I’m struck by the jpg of the two hands at the top of the post. I forced myself to look at this pic for a while and imagine her rejoicing in wrongdoing. What might be happening around her? What’s the rest of the story that the lens doesn’t show? She is engrossed. Then I wonder if those could be my own hands.
Search me, O God, and know my heart!
Try me and know my thoughts!
And see if there be any grievous way in me.
~ Psalm 139:23-24 ~
As a culture, we are morally de-sensitized. That’s rubbed off on me. That set of “values” shows up clearly in the world of entertainment, that both shapes and reflects society’s desires. Comedy is self-deprecating, or it comes at the expense of other’s weaknesses. It attacks through humor.

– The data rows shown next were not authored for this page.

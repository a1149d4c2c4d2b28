//! Creates the admin account, or resets its password and role if it exists.
//!
//! Reads `ADMIN_EMAIL`, `ADMIN_PASSWORD` and optionally `ADMIN_NAME`.

use std::env;

use anyhow::{bail, Context};
use dotenvy::dotenv;
use sqlx::postgres::PgPoolOptions;

use eventkoi_server::auth::PasswordService;
use eventkoi_server::config::Config;
use eventkoi_server::models::UserRole;
use eventkoi_server::repos::{NewUser, UserRepo};

#[tokio::main]
async fn main() -> anyhow::Result<()> {
    dotenv().ok();
    tracing_subscriber::fmt::init();

    let config = Config::from_env()?;
    let email = env::var("ADMIN_EMAIL").context("ADMIN_EMAIL must be set")?;
    let password = env::var("ADMIN_PASSWORD").context("ADMIN_PASSWORD must be set")?;
    let name = env::var("ADMIN_NAME").unwrap_or_else(|_| "Administrator".to_string());

    if !email.contains('@') {
        bail!("ADMIN_EMAIL is not an email address: '{}'", email);
    }
    PasswordService::validate_password_strength(&password)
        .map_err(|e| anyhow::anyhow!("ADMIN_PASSWORD rejected: {}", e))?;

    let pool = PgPoolOptions::new()
        .max_connections(1)
        .connect(&config.database_url)
        .await
        .context("Failed to connect to database")?;

    sqlx::migrate!()
        .run(&pool)
        .await
        .context("Failed to run migrations")?;

    let password_hash = PasswordService::hash_password(&password)
        .map_err(|e| anyhow::anyhow!("Failed to hash password: {}", e))?;

    let admin = UserRepo::new(pool)
        .upsert(NewUser {
            name,
            email,
            password_hash,
            role: UserRole::Admin,
            is_verified: true,
            phone: None,
            designation: Some("Administrator".to_string()),
        })
        .await
        .context("Failed to save admin account")?;

    tracing::info!(user_id = %admin.id, email = %admin.email, "Admin account ready");
    Ok(())
}
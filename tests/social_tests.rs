mod common;

use chrono::Duration;
use common::*;
use eventkoi_server::models::{
    FriendshipStatus, ReviewStatus, SponsorApplication, SponsorTier, UserRole,
};
use eventkoi_server::repos::{FriendRepo, PostRepo, RequestOutcome, SponsorRepo};
use rust_decimal::Decimal;
use serde_json::json;

#[tokio::test]
#[ignore = "requires TEST_DATABASE_URL"]
async fn test_like_toggle_pair_restores_state() {
    let state = setup_test_db().await;
    let (organizer, _) = create_test_user(&state, UserRole::Organizer).await;
    let (fan, fan_token) = create_test_user(&state, UserRole::Attendee).await;
    let event = create_test_event(&state, organizer.id, "Feed", Duration::days(2)).await;
    let post = PostRepo::new(state.db.clone())
        .create(event.id, organizer.id, "Doors open at 6", None)
        .await
        .unwrap();

    let body = json!({ "post_id": post.id });
    let (status, liked) = send_json(app(&state), "POST", "/api/posts/like", Some(&fan_token), body.clone()).await;
    assert_eq!(status.as_u16(), 200);
    assert_eq!(liked["data"]["liked"], true);
    assert_eq!(liked["data"]["like_count"], 1);

    let (_, unliked) = send_json(app(&state), "POST", "/api/posts/like", Some(&fan_token), body).await;
    assert_eq!(unliked["data"]["liked"], false);
    assert_eq!(unliked["data"]["like_count"], 0);

    let rows = PostRepo::new(state.db.clone())
        .list_for_event(event.id, Some(fan.id))
        .await
        .unwrap();
    assert_eq!(rows.len(), 1);
    assert_eq!(rows[0].like_count, 0);
    assert!(!rows[0].is_liked);
}

#[tokio::test]
#[ignore = "requires TEST_DATABASE_URL"]
async fn test_friend_request_lifecycle() {
    let state = setup_test_db().await;
    let (alice, alice_token) = create_test_user(&state, UserRole::Attendee).await;
    let (bob, bob_token) = create_test_user(&state, UserRole::Attendee).await;

    let (status, _) = send_json(app(&state), "POST", "/api/friends", Some(&alice_token), json!({ "friend_id": alice.id })).await;
    assert_eq!(status.as_u16(), 400);

    let (status, sent) = send_json(app(&state), "POST", "/api/friends", Some(&alice_token), json!({ "friend_id": bob.id })).await;
    assert_eq!(status.as_u16(), 201);
    let friendship_id = sent["data"]["id"].clone();

    // Reverse direction while PENDING
    let (status, _) = send_json(app(&state), "POST", "/api/friends", Some(&bob_token), json!({ "friend_id": alice.id })).await;
    assert_eq!(status.as_u16(), 409);

    // The sender cannot accept their own request
    let respond = json!({ "friendship_id": friendship_id, "status": "ACCEPTED" });
    let (status, _) = send_json(app(&state), "PUT", "/api/friends", Some(&alice_token), respond.clone()).await;
    assert_eq!(status.as_u16(), 403);

    let (status, accepted) = send_json(app(&state), "PUT", "/api/friends", Some(&bob_token), respond.clone()).await;
    assert_eq!(status.as_u16(), 200);
    assert_eq!(accepted["data"]["status"], "ACCEPTED");

    // ACCEPTED is terminal
    let reject = json!({ "friendship_id": friendship_id, "status": "REJECTED" });
    let (status, _) = send_json(app(&state), "PUT", "/api/friends", Some(&bob_token), reject).await;
    assert_eq!(status.as_u16(), 409);

    assert!(FriendRepo::new(state.db.clone())
        .are_friends(alice.id, bob.id)
        .await
        .unwrap());
}

#[tokio::test]
#[ignore = "requires TEST_DATABASE_URL"]
async fn test_rejected_request_can_be_sent_again() {
    let state = setup_test_db().await;
    let (alice, _) = create_test_user(&state, UserRole::Attendee).await;
    let (bob, _) = create_test_user(&state, UserRole::Attendee).await;
    let repo = FriendRepo::new(state.db.clone());

    let RequestOutcome::Created(first) = repo.request(alice.id, bob.id).await.unwrap() else {
        panic!("first request should be created");
    };
    let rejected = repo
        .respond(first.id, bob.id, FriendshipStatus::Rejected)
        .await
        .unwrap()
        .expect("recipient can reject");
    assert_eq!(rejected.status, FriendshipStatus::Rejected);

    let RequestOutcome::Created(second) = repo.request(bob.id, alice.id).await.unwrap() else {
        panic!("a rejected pair can start over");
    };
    assert_ne!(second.id, first.id);
    assert_eq!(second.status, FriendshipStatus::Pending);
    assert!(repo.get_by_id(first.id).await.unwrap().is_none());
}

#[tokio::test]
#[ignore = "requires TEST_DATABASE_URL"]
async fn test_messages_require_friendship() {
    let state = setup_test_db().await;
    let (_, alice_token) = create_test_user(&state, UserRole::Attendee).await;
    let (bob, _) = create_test_user(&state, UserRole::Attendee).await;

    let (status, _) = send_json(
        app(&state),
        "POST",
        "/api/messages",
        Some(&alice_token),
        json!({ "receiver_id": bob.id, "content": "hi" }),
    )
    .await;
    assert_eq!(status.as_u16(), 403);
}

#[tokio::test]
#[ignore = "requires TEST_DATABASE_URL"]
async fn test_pending_sponsor_hidden_until_approved() {
    let state = setup_test_db().await;
    let (organizer, organizer_token) = create_test_user(&state, UserRole::Organizer).await;
    let event = create_test_event(&state, organizer.id, "Sponsored", Duration::days(5)).await;

    let sponsor = SponsorRepo::new(state.db.clone())
        .create(SponsorApplication {
            event_id: event.id,
            name: "Acme".to_string(),
            tier: SponsorTier::Gold,
            contribution_amount: Decimal::from(1000),
            logo_url: None,
        })
        .await
        .unwrap();
    assert_eq!(sponsor.status, ReviewStatus::Pending);

    let uri = format!("/api/sponsors?event_id={}", event.id);
    let (_, public) = get_json(app(&state), &uri, None).await;
    assert_eq!(public["data"].as_array().unwrap().len(), 0);

    let (_, owner_view) = get_json(app(&state), &uri, Some(&organizer_token)).await;
    assert_eq!(owner_view["data"].as_array().unwrap().len(), 1);

    let approve = json!({ "sponsor_id": sponsor.id, "status": "APPROVED" });
    let (status, _) = send_json(app(&state), "PUT", "/api/sponsors", Some(&organizer_token), approve.clone()).await;
    assert_eq!(status.as_u16(), 200);

    let (_, public) = get_json(app(&state), &uri, None).await;
    assert_eq!(public["data"][0]["name"], "Acme");

    // APPROVED is terminal
    let (status, _) = send_json(app(&state), "PUT", "/api/sponsors", Some(&organizer_token), approve).await;
    assert_eq!(status.as_u16(), 409);
}

#[tokio::test]
#[ignore = "requires TEST_DATABASE_URL"]
async fn test_concurrent_like_toggles_cancel_out() {
    let state = setup_test_db().await;
    let (organizer, _) = create_test_user(&state, UserRole::Organizer).await;
    let (fan, _) = create_test_user(&state, UserRole::Attendee).await;
    let event = create_test_event(&state, organizer.id, "Race", Duration::days(2)).await;
    let repo = PostRepo::new(state.db.clone());
    let post = repo
        .create(event.id, organizer.id, "Double tap", None)
        .await
        .unwrap();

    let (first, second) = tokio::join!(
        repo.toggle_like(post.id, fan.id),
        repo.toggle_like(post.id, fan.id)
    );
    let (first, second) = (first.unwrap(), second.unwrap());

    // Two toggles are a like and an unlike, whichever order they land in
    assert_ne!(first.liked, second.liked);

    let rows = repo.list_for_event(event.id, Some(fan.id)).await.unwrap();
    assert_eq!(rows[0].like_count, 0);
    assert!(!rows[0].is_liked);
}
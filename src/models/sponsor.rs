use chrono::{DateTime, Utc};
use rust_decimal::Decimal;
use serde::{Deserialize, Serialize};
use sqlx::FromRow;
use std::str::FromStr;
use uuid::Uuid;

use crate::models::review::ReviewStatus;

/// Contribution tier. Affects display only.
#[derive(Debug, Clone, Copy, PartialEq, Eq, Serialize, Deserialize, sqlx::Type)]
#[sqlx(type_name = "sponsor_tier")]
pub enum SponsorTier {
    Partner,
    Bronze,
    Silver,
    Gold,
}

impl FromStr for SponsorTier {
    type Err = String;

    fn from_str(s: &str) -> Result<Self, Self::Err> {
        match s.trim().to_ascii_lowercase().as_str() {
            "partner" => Ok(SponsorTier::Partner),
            "bronze" => Ok(SponsorTier::Bronze),
            "silver" => Ok(SponsorTier::Silver),
            "gold" => Ok(SponsorTier::Gold),
            other => Err(format!("unknown sponsor tier '{}'", other)),
        }
    }
}

#[derive(Debug, Clone, Serialize, FromRow)]
pub struct Sponsor {
    pub id: Uuid,
    pub event_id: Uuid,
    pub name: String,
    pub tier: SponsorTier,
    pub contribution_amount: Decimal,
    pub logo_url: Option<String>,
    pub status: ReviewStatus,
    pub created_at: DateTime<Utc>,
    pub reviewed_at: Option<DateTime<Utc>>,
}

#[derive(Debug, Clone)]
pub struct SponsorApplication {
    pub event_id: Uuid,
    pub name: String,
    pub tier: SponsorTier,
    pub contribution_amount: Decimal,
    pub logo_url: Option<String>,
}
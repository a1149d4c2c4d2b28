use chrono::{DateTime, Utc};
use serde::Serialize;
use sqlx::FromRow;
use uuid::Uuid;

#[derive(Debug, Clone, Serialize, FromRow)]
pub struct Message {
    pub id: Uuid,
    pub sender_id: Uuid,
    pub receiver_id: Uuid,
    pub content: String,
    pub created_at: DateTime<Utc>,
}
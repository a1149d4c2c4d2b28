use chrono::{DateTime, Utc};
use serde::{Deserialize, Serialize};
use sqlx::FromRow;
use uuid::Uuid;

use crate::models::review::ReviewStatus;

#[derive(Debug, Clone, Copy, PartialEq, Eq, Serialize, Deserialize, sqlx::Type)]
#[sqlx(type_name = "user_role", rename_all = "lowercase")]
#[serde(rename_all = "lowercase")]
pub enum UserRole {
    Attendee,
    Organizer,
    Admin,
}

impl UserRole {
    pub fn can_organize(self) -> bool {
        matches!(self, UserRole::Organizer | UserRole::Admin)
    }
}

#[derive(Debug, Clone, Serialize, FromRow)]
pub struct User {
    pub id: Uuid,
    pub name: String,
    pub email: String,
    #[serde(skip_serializing)]
    pub password_hash: String,
    pub role: UserRole,
    pub is_verified: bool,
    pub phone: Option<String>,
    pub designation: Option<String>,
    pub profile_image: Option<String>,
    pub organization_id_card: Option<String>,
    pub proof_document: Option<String>,
    pub created_at: DateTime<Utc>,
    pub updated_at: DateTime<Utc>,
}

/// Fields visible to other users (search results, friend lists, authors).
#[derive(Debug, Clone, Serialize, FromRow)]
pub struct PublicUser {
    pub id: Uuid,
    pub name: String,
    pub email: String,
    pub role: UserRole,
    pub designation: Option<String>,
    pub profile_image: Option<String>,
}

#[derive(Debug, Clone, Default)]
pub struct ProfileUpdate {
    pub designation: Option<String>,
    pub phone: Option<String>,
    pub profile_image: Option<String>,
    pub organization_id_card: Option<String>,
    pub proof_document: Option<String>,
}

#[derive(Debug, Clone, Serialize, FromRow)]
pub struct RoleRequest {
    pub id: Uuid,
    pub user_id: Uuid,
    pub requested_role: UserRole,
    pub status: ReviewStatus,
    pub created_at: DateTime<Utc>,
    pub reviewed_at: Option<DateTime<Utc>>,
    pub reviewed_by: Option<Uuid>,
}

/// Pending role request joined with the applicant, for the admin queue.
#[derive(Debug, Clone, Serialize, FromRow)]
pub struct RoleRequestView {
    pub id: Uuid,
    pub user_id: Uuid,
    pub user_name: String,
    pub user_email: String,
    pub designation: Option<String>,
    pub organization_id_card: Option<String>,
    pub proof_document: Option<String>,
    pub requested_role: UserRole,
    pub status: ReviewStatus,
    pub created_at: DateTime<Utc>,
}
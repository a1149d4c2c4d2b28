use chrono::{DateTime, Utc};
use rust_decimal::Decimal;
use sqlx::{PgPool, Result};
use uuid::Uuid;

use crate::models::{
    Booking, BookingReceipt, BookingRejection, BookingSnapshot, BookingView, TicketType,
};

const TICKET_TYPE_COLUMNS: &str = "id, event_id, name, price, quantity, created_at";

pub enum BookingOutcome {
    Booked(BookingReceipt),
    Rejected(BookingRejection),
}

/// One booked seat at an event that is about to start.
#[derive(Debug, Clone, sqlx::FromRow)]
pub struct DueReminder {
    pub user_id: Uuid,
    pub event_id: Uuid,
    pub title: String,
    pub start_time: DateTime<Utc>,
}

pub struct TicketRepo {
    db: PgPool,
}

impl TicketRepo {
    pub fn new(db: PgPool) -> Self {
        Self { db }
    }

    pub async fn create_type(
        &self,
        event_id: Uuid,
        name: &str,
        price: Decimal,
        quantity: i32,
    ) -> Result<TicketType> {
        let sql = format!(
            "INSERT INTO ticket_types (id, event_id, name, price, quantity) \
             VALUES ($1, $2, $3, $4, $5) RETURNING {}",
            TICKET_TYPE_COLUMNS
        );
        sqlx::query_as::<_, TicketType>(&sql)
            .bind(Uuid::new_v4())
            .bind(event_id)
            .bind(name)
            .bind(price)
            .bind(quantity)
            .fetch_one(&self.db)
            .await
    }

    pub async fn list_types(&self, event_id: Uuid) -> Result<Vec<TicketType>> {
        let sql = format!(
            "SELECT {} FROM ticket_types WHERE event_id = $1 ORDER BY price ASC, created_at ASC",
            TICKET_TYPE_COLUMNS
        );
        sqlx::query_as::<_, TicketType>(&sql)
            .bind(event_id)
            .fetch_all(&self.db)
            .await
    }

    pub async fn get_type(&self, id: Uuid) -> Result<Option<TicketType>> {
        let sql = format!("SELECT {} FROM ticket_types WHERE id = $1", TICKET_TYPE_COLUMNS);
        sqlx::query_as::<_, TicketType>(&sql)
            .bind(id)
            .fetch_optional(&self.db)
            .await
    }

    /// Books one ticket.
    ///
    /// The decrement and its guard are a single `UPDATE`, so concurrent
    /// bookings of the same ticket type queue on the row lock and each
    /// re-evaluates `quantity > 0` against the committed value. The booking
    /// row is inserted in the same transaction, so a failed insert restores
    /// the ticket.
    pub async fn book(
        &self,
        user_id: Uuid,
        event_id: Uuid,
        ticket_type_id: Uuid,
    ) -> Result<BookingOutcome> {
        let mut tx = self.db.begin().await?;

        let decremented = sqlx::query_as::<_, TicketType>(
            "UPDATE ticket_types t SET quantity = t.quantity - 1 \
             FROM events e \
             WHERE t.id = $1 AND t.event_id = $2 AND e.id = t.event_id \
               AND t.quantity > 0 AND e.status = 'PUBLISHED' AND e.end_time > NOW() \
             RETURNING t.id, t.event_id, t.name, t.price, t.quantity, t.created_at",
        )
        .bind(ticket_type_id)
        .bind(event_id)
        .fetch_optional(&mut *tx)
        .await?;

        let Some(ticket_type) = decremented else {
            let snapshot = sqlx::query_as::<_, BookingSnapshot>(
                "SELECT t.event_id, t.quantity, e.status AS event_status, e.end_time \
                 FROM ticket_types t JOIN events e ON e.id = t.event_id WHERE t.id = $1",
            )
            .bind(ticket_type_id)
            .fetch_optional(&mut *tx)
            .await?;
            tx.rollback().await?;

            return Ok(BookingOutcome::Rejected(BookingRejection::diagnose(
                event_id,
                snapshot.as_ref(),
                Utc::now(),
            )));
        };

        let booking = sqlx::query_as::<_, Booking>(
            "INSERT INTO bookings (id, user_id, event_id, ticket_type_id) VALUES ($1, $2, $3, $4) \
             RETURNING id, user_id, event_id, ticket_type_id, created_at",
        )
        .bind(Uuid::new_v4())
        .bind(user_id)
        .bind(event_id)
        .bind(ticket_type_id)
        .fetch_one(&mut *tx)
        .await?;

        tx.commit().await?;
        Ok(BookingOutcome::Booked(BookingReceipt {
            booking,
            ticket_type,
        }))
    }

    pub async fn list_bookings(&self, user_id: Uuid) -> Result<Vec<BookingView>> {
        sqlx::query_as::<_, BookingView>(
            "SELECT b.id, b.event_id, e.title AS event_title, e.start_time, e.end_time, \
                    b.ticket_type_id, t.name AS ticket_name, t.price, b.created_at \
             FROM bookings b \
             JOIN events e ON e.id = b.event_id \
             JOIN ticket_types t ON t.id = b.ticket_type_id \
             WHERE b.user_id = $1 \
             ORDER BY e.start_time ASC, b.created_at ASC",
        )
        .bind(user_id)
        .fetch_all(&self.db)
        .await
    }

    /// Flags bookings for published events starting before `horizon` and
    /// returns one row per flagged booking. Each booking is claimed once.
    pub async fn claim_due_reminders(&self, horizon: DateTime<Utc>) -> Result<Vec<DueReminder>> {
        sqlx::query_as::<_, DueReminder>(
            "UPDATE bookings b SET reminder_sent = TRUE \
             FROM events e \
             WHERE e.id = b.event_id AND NOT b.reminder_sent \
               AND e.status = 'PUBLISHED' AND e.start_time > NOW() AND e.start_time <= $1 \
             RETURNING b.user_id, e.id AS event_id, e.title, e.start_time",
        )
        .bind(horizon)
        .fetch_all(&self.db)
        .await
    }
}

Action-films are about vengeance. I cheer when the bad guy “gets what’s coming to him.” Romantic movies sell “love” so short, encouraging me to discard every impediment, including my spouse, to get to my soul mate. Maybe God would want to have a conversation with me about re-sensitizing, a chat that would be VERY counter-culture! Am I ready for that?
Do I find myself rejoicing in wrongdoing? Many things would have had to transpire, to go unchecked, unheeded, before I came to the place where I was actually rejoicing… fully given to expressing my joy in wrongdoing. That is why I feel such a strong connect between this passage and Romans 1. When God “gave them over” to their passions, He did so because their behavior revealed their full commitment to sin. Rejoicing in wrongdoing is the culmination and ultimate expression of the passion of self.
How do I swing ’round to the other end of the passion spectrum, so it’s God who is the object of my outstretched, upward raised hands? The struggle between flesh and spirit reveals there will always be some duplicity within me…….because I am yet unfinished. God is constantly offering me invitations where I might bend my knee, lay down SELF and embrace Him, the Lover of My Soul. This is yet again, an altar experience. May God give all of us courage to invite Him into the deepest parts of our inner-person. That’s where what we really believe lives.